Who knows, with those two jokers on "Car Talk" you never know when they are guessing and when they know what they are talking about, but they are comical to listen to.

Posted

It's called "back bleeding" and they make a tool to do it. It's very difficult and VERY messy. They made us do it in school to discourage us from ever doing it in real life.

 

If you're inclined to try (DON'T!) do not pull the lever. Marcarl is correct that that will prevent fluid from moving back to the reservoir. If you leave the lever released the tiny return hole in the bottom of the reservoir will be open. The air will come out that hole and eventually fluid.
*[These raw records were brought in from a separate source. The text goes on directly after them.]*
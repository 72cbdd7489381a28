#![cfg(test)]

use super::*;
use crate::fs::InvalidArgumentError;

fn path(value: &str) -> Path {
    Path::new(value).expect("test path should be valid")
}

fn forward(value: &str) -> Vec<String> {
    path(value).components().map(str::to_owned).collect()
}

#[test]
fn test_construction_strips_trailing_separators() {
    assert_eq!(path("a/b/").as_str(), "a/b");
    assert_eq!(path("a/b\\/\\").as_str(), "a/b", "Both separators should be stripped.");
    assert_eq!(path("/").as_str(), "/", "A root separator should be preserved.");
    assert_eq!(path("//").as_str(), "/", "Stripping should stop at a single character.");
    assert_eq!(path("\\\\").as_str(), "\\");
    assert_eq!(path("a").as_str(), "a", "A single non-separator should be preserved.");
    assert_eq!(path("").as_str(), "");
    assert_eq!(path("/a//b").as_str(), "/a//b", "Interior separator runs aren't collapsed.");
    assert_eq!(path("./../x").as_str(), "./../x", "Dot components aren't resolved.");
}

#[test]
fn test_construction_rejects_invalid_symbols() {
    assert_eq!(
        Path::new("a\"b"),
        Err(InvalidArgumentError { symbol: '"', index: 1 }),
        "Quotes should be rejected with their position."
    );
    for bad in ["a<b", "a>b", "a|b", "a\nb", "a\0b", "\u{1f}"] {
        assert!(Path::new(bad).is_err(), "{bad:?} should be rejected.");
    }
    assert_eq!(
        Path::new("ü/\t").map_err(|e| e.index),
        Err(3),
        "Index should be a byte offset."
    );
    assert!(Path::new("C:/dir/*?.txt").is_ok(), "File name symbols are allowed in paths.");
    assert!(Path::new(" spaced name/ü").is_ok());
}

#[test]
fn test_no_trailing_separator_property() {
    let inputs = ["a", "a/", "a//", "/a/", "\\a\\", "/", "//", "///", "a/b\\", "x/y/z/"];
    for input in inputs {
        let text = path(input).into_string();
        let collapsed_root = text.len() == 1 && is_separator(text.chars().next().unwrap_or('a'));
        assert!(
            !text.ends_with(is_separator) || collapsed_root,
            "{input:?} normalized to {text:?}, which has a trailing separator."
        );
    }
}

#[test]
fn test_equality_and_parsing() {
    assert_eq!(path("a/b"), path("a/b"));
    assert_eq!(path("a/b/"), path("a/b"), "Equality should be on normalized text.");
    assert_ne!(path("a/b"), path("a\\b"), "Different separators give different text.");
    assert_ne!(path("A"), path("a"), "Equality should be case sensitive.");
    assert_eq!(Path::default(), Path::empty());
    assert!(Path::empty().is_empty() && Path::empty().as_str().is_empty());
    assert_eq!(path("ab/").len(), 2);

    let parsed: Path = "x/y//".parse().expect("should parse");
    assert_eq!(parsed, path("x/y"), "Parsing should normalize like construction.");
    assert!("x|y".parse::<Path>().is_err());
    assert_eq!(path("x/y/").to_string(), "x/y", "Display should render normalized text.");
    assert_eq!(Path::try_from(String::from("q//")), Ok(path("q")));
    assert_eq!(Path::try_from("q<"), Err(InvalidArgumentError { symbol: '<', index: 1 }));
}

#[test]
fn test_join() {
    assert_eq!(path("a").join(&path("b")).as_str(), format!("a{MAIN_SEPARATOR}b"));
    assert_eq!(path("a/").join(&path("b")), path("a").join(&path("b")));
    assert_eq!(
        path("a").join(&path("//b")).as_str(),
        format!("a{MAIN_SEPARATOR}b"),
        "Leading separators of the right side should be skipped."
    );
    assert_eq!(path("a\\").as_str(), "a");
    assert_eq!(path("/").join(&path("b")).as_str(), "/b", "Joining onto a root adds no separator.");
    assert_eq!(
        Path::empty().join(&path("/b")).as_str(),
        "/b",
        "An empty left side should keep the leading separator."
    );
    assert_eq!(path("a").join(&Path::empty()), path("a"), "Joining empty is the identity.");
    assert_eq!(path("a").join(&path("/")), path("a"), "Joining a bare root adds nothing.");
    assert_eq!(Path::empty().join(&Path::empty()), Path::empty());
}

#[test]
fn test_join_properties() {
    let samples = ["a", "a/b", "/x", "\\y\\z", "c:", "..", "ü"];
    for a in samples {
        for b in samples {
            let joined = path(a).join(&path(b));
            let text = joined.as_str();
            assert!(
                !text.contains("//") || a.contains("//") || b.contains("//"),
                "Joining {a:?} and {b:?} doubled a separator: {text:?}"
            );
            assert!(!text.ends_with(is_separator), "Joining {a:?} and {b:?} left a trailing separator.");

            for c in samples {
                assert_eq!(
                    path(a).join(&path(b)).join(&path(c)),
                    path(a).join(&path(b).join(&path(c))),
                    "Join should be associative for {a:?}, {b:?}, {c:?}."
                );
            }
        }
    }
}

#[test]
fn test_push_and_operators() {
    let mut base = path("root");
    base.push(&path("child"));
    base += path("leaf/");
    assert_eq!(base, path("root").join(&path("child")).join(&path("leaf")));

    let sum = &path("a") + &path("b");
    assert_eq!(sum, path("a").join(&path("b")));
    assert_eq!(path("a") + path("b"), sum);
}

#[test]
fn test_components_forward() {
    assert_eq!(forward("a/b/c"), ["a", "b", "c"]);
    assert_eq!(forward("/a//b/"), ["a", "b"], "Separator runs should be collapsed.");
    assert_eq!(forward("\\a/\\b"), ["a", "b"], "Either separator should split components.");
    assert_eq!(forward("C:\\Users\\me"), ["C:", "Users", "me"]);
    assert_eq!(forward("ü/ß"), ["ü", "ß"]);
    assert!(forward("").is_empty());
    assert!(forward("/").is_empty(), "A root has no components.");
    assert_eq!(forward("single"), ["single"]);
}

#[test]
fn test_components_backward_mirrors_forward() {
    for input in ["a/b/c", "/a//b/", "single", "/", "", "\\\\srv\\share\\x", "a/./../b"] {
        let p = path(input);
        let mut backward: Vec<&str> = p.components().rev().collect();
        backward.reverse();
        assert_eq!(
            p.components().collect::<Vec<_>>(),
            backward,
            "Backward iteration of {input:?} should mirror forward iteration."
        );
    }

    let p = path("a/b/c/d");
    let mut iter = p.components();
    assert_eq!(iter.next(), Some("a"));
    assert_eq!(iter.next_back(), Some("d"));
    assert_eq!(iter.next_back(), Some("c"));
    assert_eq!(iter.next(), Some("b"));
    assert_eq!(iter.next(), None, "Both ends should meet without repeating a component.");
    assert_eq!(iter.next_back(), None);
}

#[test]
fn test_cursor_stepping() {
    let p = path("/usr//lib/x");
    let mut cursor = p.cursor_front();
    assert_eq!((cursor.pos(), cursor.read()), (1, "usr"));
    cursor.move_next();
    assert_eq!((cursor.pos(), cursor.read()), (6, "lib"));
    cursor.move_next().move_next();
    assert!(cursor.is_end());
    assert_eq!(cursor.read(), "", "The end sentinel should read as empty.");
    assert_eq!(cursor, p.cursor_back());

    cursor.move_next();
    assert!(cursor.is_end(), "Stepping past the end should do nothing.");

    cursor.move_prev();
    assert_eq!((cursor.pos(), cursor.read()), (10, "x"));
    cursor.move_prev().move_prev();
    assert_eq!((cursor.pos(), cursor.read()), (1, "usr"));
    cursor.move_prev();
    assert_eq!(cursor.pos(), 1, "Stepping back from the first component should do nothing.");
    assert_eq!(cursor, p.cursor_front());
}

#[test]
fn test_cursor_backward_reaches_buffer_start() {
    let p = path("a/b");
    let mut cursor = p.cursor_back();
    cursor.move_prev();
    assert_eq!(cursor.read(), "b");
    cursor.move_prev();
    assert_eq!(
        (cursor.pos(), cursor.read()),
        (0, "a"),
        "The first byte of the buffer should be reachable."
    );

    let p = path("ab");
    let mut cursor = p.cursor_back();
    cursor.move_prev();
    assert_eq!((cursor.pos(), cursor.read()), (0, "ab"));

    let p = path("/a");
    let mut cursor = p.cursor_back();
    cursor.move_prev();
    assert_eq!((cursor.pos(), cursor.read()), (1, "a"));
    cursor.move_prev();
    assert_eq!(cursor.pos(), 1, "A leading separator isn't a component.");

    for empty in ["", "/", "\\"] {
        let p = path(empty);
        let mut cursor = p.cursor_back();
        cursor.move_prev();
        assert!(cursor.is_end(), "{empty:?} has nothing to step back to.");
        assert_eq!(p.cursor_front(), p.cursor_back());
    }
}

#[test]
fn test_cursors_are_independent_copies() {
    let p = path("a/b");
    let first = p.cursor_front();
    let mut second = first;
    second.move_next();
    assert_eq!(first.read(), "a", "Moving a copy shouldn't move the original.");
    assert_eq!(second.read(), "b");
    assert_ne!(first, second);
    assert!(first.has_current() && second.has_current());
}

#[test]
fn test_file_name_and_parent() {
    assert_eq!(path("a/b/c").file_name(), Some("c"));
    assert_eq!(path("a/b/c").parent(), Some(path("a/b")));
    assert_eq!(path("a//b").parent(), Some(path("a")));
    assert_eq!(path("/a").parent(), Some(path("/")), "The parent of a rooted name is the root.");
    assert_eq!(path("a").parent(), Some(Path::empty()));
    assert_eq!(path("/").parent(), None);
    assert_eq!(path("/").file_name(), None);
    assert_eq!(Path::empty().file_name(), None);

    let mut walk = Some(path("/x/y/z"));
    let mut seen = Vec::new();
    while let Some(p) = walk {
        seen.push(p.to_string());
        walk = p.parent();
    }
    assert_eq!(seen, ["/x/y/z", "/x/y", "/x", "/"], "Walking parents should end at the root.");
}

const _: () = assert!(is_separator('/') && is_separator('\\') && !is_separator(':'));
const _: () = assert!(is_invalid_file_name_symbol('?') && !is_invalid_path_symbol('?'));

#[test]
fn test_symbol_predicates() {
    for ch in ['"', '<', '>', '|', '\0', '\n', '\u{1f}'] {
        assert!(is_invalid_path_symbol(ch), "{ch:?} is invalid in a path.");
        assert!(is_invalid_file_name_symbol(ch), "{ch:?} is invalid in a file name.");
    }
    for ch in ['/', '\\', ':', '*', '?'] {
        assert!(!is_invalid_path_symbol(ch), "{ch:?} is allowed in a path.");
        assert!(is_invalid_file_name_symbol(ch), "{ch:?} is invalid in a file name.");
    }
    assert!(!is_invalid_file_name_symbol(' '));
    assert!(!is_invalid_file_name_symbol('ü'));
    assert!(is_separator(MAIN_SEPARATOR));
    for byte in 0..=u8::MAX {
        assert_eq!(
            is_separator(char::from(byte)),
            SEPARATORS.contains(&byte),
            "Separator checks should agree with the separator set for {byte:#x}."
        );
    }

    assert_eq!(validate_file_name("notes.txt"), Ok(()));
    assert_eq!(
        validate_file_name("a/b"),
        Err(InvalidArgumentError { symbol: '/', index: 1 })
    );
}
//! Path values and the thin OS collaborators that consume them.
//!
//! The [`path`] module is always available. Attribute queries, the current directory and
//! directory listing need the `fs` feature, which pulls in `libc`, and a Unix target.

pub mod path;
#[cfg(all(feature = "fs", unix))]
pub mod dir;

#[cfg(all(feature = "fs", unix))]
mod attributes;
mod error;
#[cfg(all(feature = "fs", unix))]
mod syscall;


#[cfg(all(feature = "fs", unix))]
pub use attributes::*;
pub use error::*;
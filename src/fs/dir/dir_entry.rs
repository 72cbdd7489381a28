use crate::fs::path::Path;
use crate::fs::{EntryKind, InvalidArgumentError};

#[derive(Debug, Clone, PartialEq, Eq)]
pub struct DirEntry<'a> {
    pub(crate) parent: &'a Path,
    pub name: String,
    /// The kind reported while listing, if the file system provides one. Symlinks are `None`, use
    /// [`Path::attributes`] on [`DirEntry::path`] to classify their target. Special files are
    /// reported as [`EntryKind::File`].
    pub kind: Option<EntryKind>,
}

impl DirEntry<'_> {
    pub const fn parent(&self) -> &Path {
        self.parent
    }

    /// Joins the entry's name onto the listed directory.
    ///
    /// # Errors
    /// Fails if the name contains a symbol which is invalid in a path.
    pub fn path(&self) -> Result<Path, InvalidArgumentError> {
        Ok(self.parent.join(&Path::new(&self.name)?))
    }
}
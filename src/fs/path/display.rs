use std::fmt::{self, Display, Formatter};
use std::str::FromStr;

use crate::fs::InvalidArgumentError;
use crate::fs::path::Path;

impl Display for Path {
    fn fmt(&self, f: &mut Formatter<'_>) -> fmt::Result {
        write!(f, "{}", self.inner)
    }
}

impl FromStr for Path {
    type Err = InvalidArgumentError;

    /// Parses a single token of text, applying the same validation and normalization as
    /// [`Path::new`]. Splitting input into tokens is left to the caller.
    fn from_str(s: &str) -> Result<Self, Self::Err> {
        Path::new(s)
    }
}
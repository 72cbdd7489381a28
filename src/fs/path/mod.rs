//! The [`Path`] type, its component [`Cursor`] and iterators, and the character rules which decide
//! what text can become a path.

mod display;
mod iter;
mod path;
mod validity;

mod tests;

pub use iter::*;
pub use path::*;
pub use validity::{
    MAIN_SEPARATOR, SEPARATORS, is_invalid_file_name_symbol, is_invalid_path_symbol, is_separator,
    validate_file_name,
};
When there is a geyser that covers your bike in brake fluid the system is bled. Make sure to thoroughly wash the motorcycle immediately or your paint and plastic will be ruined.

 

In school we had lab partners. One of the team would push fluid into the system. The other would hold a rag and try (unsuccessfully) to catch the geyser of brake fluid. Then both would wash the motorcycle.

Posted

This post is at the right time, my 07 venture is sitting up because I ran the clutch reservoir empty and now cannot get it bled out. I borrowed from a friend a "power bleeder" where you pump it up and open the bleeder valve. My problem is I cannot get it to seal right. The other problem is, this is a very busy time of year and I have not had time to really sit down and do the job correctly. It is harder than I thought.

 

Let me bring up a problem I have noticed with the bike, or at least my bike, when the top of the reservoir is off and it is full there is a little room for fluid, the handle bars sit at such an angel that the fluid rest away from the holes. I thought about taking it off the handle bars and holding it up more level. I have the bike set up perfectly level when I do this to allow more fluid to be covering the holes. Whey they didn't put the holes at the far side of the reservoir, where with the handle bars pointed down more fluid would cover the holes.

 

Hopefully tomorrow I will have some time in the afternoon to tackle this job, if not off to the mechanic it has to go. I miss riding my bike.